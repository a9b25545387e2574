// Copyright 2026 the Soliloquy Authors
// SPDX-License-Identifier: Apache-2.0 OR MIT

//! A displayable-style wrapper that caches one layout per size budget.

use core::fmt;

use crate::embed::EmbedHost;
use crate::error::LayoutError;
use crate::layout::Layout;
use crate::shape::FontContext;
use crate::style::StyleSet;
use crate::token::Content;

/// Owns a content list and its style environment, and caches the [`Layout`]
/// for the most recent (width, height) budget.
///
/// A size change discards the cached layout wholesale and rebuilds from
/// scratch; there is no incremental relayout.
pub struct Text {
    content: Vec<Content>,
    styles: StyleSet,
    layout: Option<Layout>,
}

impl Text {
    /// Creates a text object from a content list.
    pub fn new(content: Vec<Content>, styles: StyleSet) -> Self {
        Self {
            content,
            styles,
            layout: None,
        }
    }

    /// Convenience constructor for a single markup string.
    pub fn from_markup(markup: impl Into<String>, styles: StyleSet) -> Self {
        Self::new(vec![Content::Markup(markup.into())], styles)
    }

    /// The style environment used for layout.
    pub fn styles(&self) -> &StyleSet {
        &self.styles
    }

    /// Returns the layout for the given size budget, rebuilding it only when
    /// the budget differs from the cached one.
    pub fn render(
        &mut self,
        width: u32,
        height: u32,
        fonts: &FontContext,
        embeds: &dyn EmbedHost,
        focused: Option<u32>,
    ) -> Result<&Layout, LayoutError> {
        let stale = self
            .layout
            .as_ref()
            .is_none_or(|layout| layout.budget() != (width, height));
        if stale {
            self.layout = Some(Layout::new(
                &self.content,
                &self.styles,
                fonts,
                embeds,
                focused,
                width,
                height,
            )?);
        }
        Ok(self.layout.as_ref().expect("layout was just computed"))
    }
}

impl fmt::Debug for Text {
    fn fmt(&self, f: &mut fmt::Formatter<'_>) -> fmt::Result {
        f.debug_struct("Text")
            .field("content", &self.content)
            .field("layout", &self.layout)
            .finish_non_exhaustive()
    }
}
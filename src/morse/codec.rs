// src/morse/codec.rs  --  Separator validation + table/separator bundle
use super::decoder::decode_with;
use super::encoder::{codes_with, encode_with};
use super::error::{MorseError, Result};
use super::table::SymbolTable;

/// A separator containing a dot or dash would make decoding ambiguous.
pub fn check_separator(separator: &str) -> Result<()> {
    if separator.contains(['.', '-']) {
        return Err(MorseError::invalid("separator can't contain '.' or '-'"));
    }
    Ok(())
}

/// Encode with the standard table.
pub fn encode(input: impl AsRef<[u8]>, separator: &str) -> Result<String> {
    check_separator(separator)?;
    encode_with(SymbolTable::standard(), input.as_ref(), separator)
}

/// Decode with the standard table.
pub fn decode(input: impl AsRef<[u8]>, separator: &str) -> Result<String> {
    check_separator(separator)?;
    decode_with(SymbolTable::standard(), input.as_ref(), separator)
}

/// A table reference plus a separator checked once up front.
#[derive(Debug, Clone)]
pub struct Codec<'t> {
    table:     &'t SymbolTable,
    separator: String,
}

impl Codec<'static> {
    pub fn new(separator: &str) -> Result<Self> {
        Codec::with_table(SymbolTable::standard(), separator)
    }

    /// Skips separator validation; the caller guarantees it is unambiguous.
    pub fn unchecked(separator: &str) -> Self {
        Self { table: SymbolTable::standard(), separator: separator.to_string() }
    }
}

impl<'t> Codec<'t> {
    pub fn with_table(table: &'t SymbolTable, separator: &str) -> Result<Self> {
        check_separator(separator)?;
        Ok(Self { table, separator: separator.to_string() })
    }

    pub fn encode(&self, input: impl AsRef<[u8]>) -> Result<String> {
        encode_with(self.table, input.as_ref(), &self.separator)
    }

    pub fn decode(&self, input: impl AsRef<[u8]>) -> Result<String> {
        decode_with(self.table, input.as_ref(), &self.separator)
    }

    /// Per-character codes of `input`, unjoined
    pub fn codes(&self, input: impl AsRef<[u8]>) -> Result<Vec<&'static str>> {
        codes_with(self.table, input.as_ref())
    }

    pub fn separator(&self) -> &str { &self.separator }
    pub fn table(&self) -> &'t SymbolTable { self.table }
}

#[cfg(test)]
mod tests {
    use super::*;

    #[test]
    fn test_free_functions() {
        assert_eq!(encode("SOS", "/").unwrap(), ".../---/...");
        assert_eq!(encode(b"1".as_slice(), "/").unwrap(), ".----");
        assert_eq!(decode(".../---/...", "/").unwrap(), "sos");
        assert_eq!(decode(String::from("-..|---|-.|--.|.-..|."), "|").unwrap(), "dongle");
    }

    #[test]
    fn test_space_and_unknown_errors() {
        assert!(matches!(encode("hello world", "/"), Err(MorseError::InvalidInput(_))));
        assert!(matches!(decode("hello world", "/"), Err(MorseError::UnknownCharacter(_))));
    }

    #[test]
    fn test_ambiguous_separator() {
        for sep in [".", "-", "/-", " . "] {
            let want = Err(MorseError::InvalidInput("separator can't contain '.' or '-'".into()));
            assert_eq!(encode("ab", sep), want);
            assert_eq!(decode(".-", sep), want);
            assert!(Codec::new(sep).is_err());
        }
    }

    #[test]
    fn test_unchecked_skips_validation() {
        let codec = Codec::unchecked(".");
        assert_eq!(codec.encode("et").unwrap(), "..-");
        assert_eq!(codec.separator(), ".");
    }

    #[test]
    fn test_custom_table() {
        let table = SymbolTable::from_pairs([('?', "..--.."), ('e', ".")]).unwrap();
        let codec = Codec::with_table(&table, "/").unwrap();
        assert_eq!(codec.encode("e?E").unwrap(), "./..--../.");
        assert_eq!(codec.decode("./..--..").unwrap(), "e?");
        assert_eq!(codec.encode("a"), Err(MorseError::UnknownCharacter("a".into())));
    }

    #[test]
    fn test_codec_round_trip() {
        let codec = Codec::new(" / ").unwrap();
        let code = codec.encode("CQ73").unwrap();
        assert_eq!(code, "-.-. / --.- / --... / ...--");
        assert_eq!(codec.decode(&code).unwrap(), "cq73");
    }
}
* * *
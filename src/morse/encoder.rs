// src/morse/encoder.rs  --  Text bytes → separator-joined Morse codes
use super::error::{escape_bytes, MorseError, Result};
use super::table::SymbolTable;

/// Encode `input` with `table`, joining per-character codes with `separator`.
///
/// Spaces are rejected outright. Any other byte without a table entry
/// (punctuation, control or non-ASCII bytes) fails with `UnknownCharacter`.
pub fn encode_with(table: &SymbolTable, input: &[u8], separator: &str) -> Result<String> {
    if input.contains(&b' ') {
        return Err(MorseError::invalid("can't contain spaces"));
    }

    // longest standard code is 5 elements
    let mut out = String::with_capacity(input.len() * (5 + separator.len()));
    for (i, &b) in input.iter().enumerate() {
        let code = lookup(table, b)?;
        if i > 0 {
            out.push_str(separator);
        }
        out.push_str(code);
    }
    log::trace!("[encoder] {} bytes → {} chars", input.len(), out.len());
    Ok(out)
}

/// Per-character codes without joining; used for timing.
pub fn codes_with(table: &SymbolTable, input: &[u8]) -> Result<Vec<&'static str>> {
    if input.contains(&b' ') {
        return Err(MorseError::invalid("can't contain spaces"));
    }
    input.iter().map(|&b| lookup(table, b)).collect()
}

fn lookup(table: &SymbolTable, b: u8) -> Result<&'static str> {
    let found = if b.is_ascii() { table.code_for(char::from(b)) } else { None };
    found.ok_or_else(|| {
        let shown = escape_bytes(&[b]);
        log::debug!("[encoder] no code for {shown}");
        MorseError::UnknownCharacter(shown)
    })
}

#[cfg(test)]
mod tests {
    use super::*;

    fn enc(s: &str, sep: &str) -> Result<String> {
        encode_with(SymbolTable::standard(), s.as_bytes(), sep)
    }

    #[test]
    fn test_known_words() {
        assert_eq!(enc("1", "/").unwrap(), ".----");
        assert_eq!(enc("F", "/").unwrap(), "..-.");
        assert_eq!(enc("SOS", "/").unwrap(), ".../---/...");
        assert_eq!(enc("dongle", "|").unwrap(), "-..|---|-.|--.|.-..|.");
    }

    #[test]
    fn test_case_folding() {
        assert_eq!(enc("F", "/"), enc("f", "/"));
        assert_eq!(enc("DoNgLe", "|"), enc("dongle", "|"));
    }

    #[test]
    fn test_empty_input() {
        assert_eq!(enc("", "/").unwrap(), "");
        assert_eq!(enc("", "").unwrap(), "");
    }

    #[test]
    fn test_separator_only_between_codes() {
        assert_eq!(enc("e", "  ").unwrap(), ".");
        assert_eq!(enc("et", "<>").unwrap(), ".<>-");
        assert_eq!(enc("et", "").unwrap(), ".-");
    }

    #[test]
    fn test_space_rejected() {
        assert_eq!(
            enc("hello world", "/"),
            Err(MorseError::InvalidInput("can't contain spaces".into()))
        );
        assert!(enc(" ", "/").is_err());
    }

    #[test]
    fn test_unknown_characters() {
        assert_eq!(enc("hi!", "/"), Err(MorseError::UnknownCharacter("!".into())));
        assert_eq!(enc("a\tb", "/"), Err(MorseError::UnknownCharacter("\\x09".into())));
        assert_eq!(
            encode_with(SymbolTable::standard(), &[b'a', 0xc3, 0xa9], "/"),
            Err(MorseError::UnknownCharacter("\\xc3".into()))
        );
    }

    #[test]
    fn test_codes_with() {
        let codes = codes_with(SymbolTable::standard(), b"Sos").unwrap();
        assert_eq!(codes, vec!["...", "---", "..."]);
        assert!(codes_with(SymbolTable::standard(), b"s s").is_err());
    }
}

__Action item__: Extract each line from the entries above that contains the string "crate".

__Result__:
use crate::embed::EmbedHost;
use crate::error::LayoutError;
use crate::layout::Layout;
use crate::shape::FontContext;
use crate::style::StyleSet;
use crate::token::Content;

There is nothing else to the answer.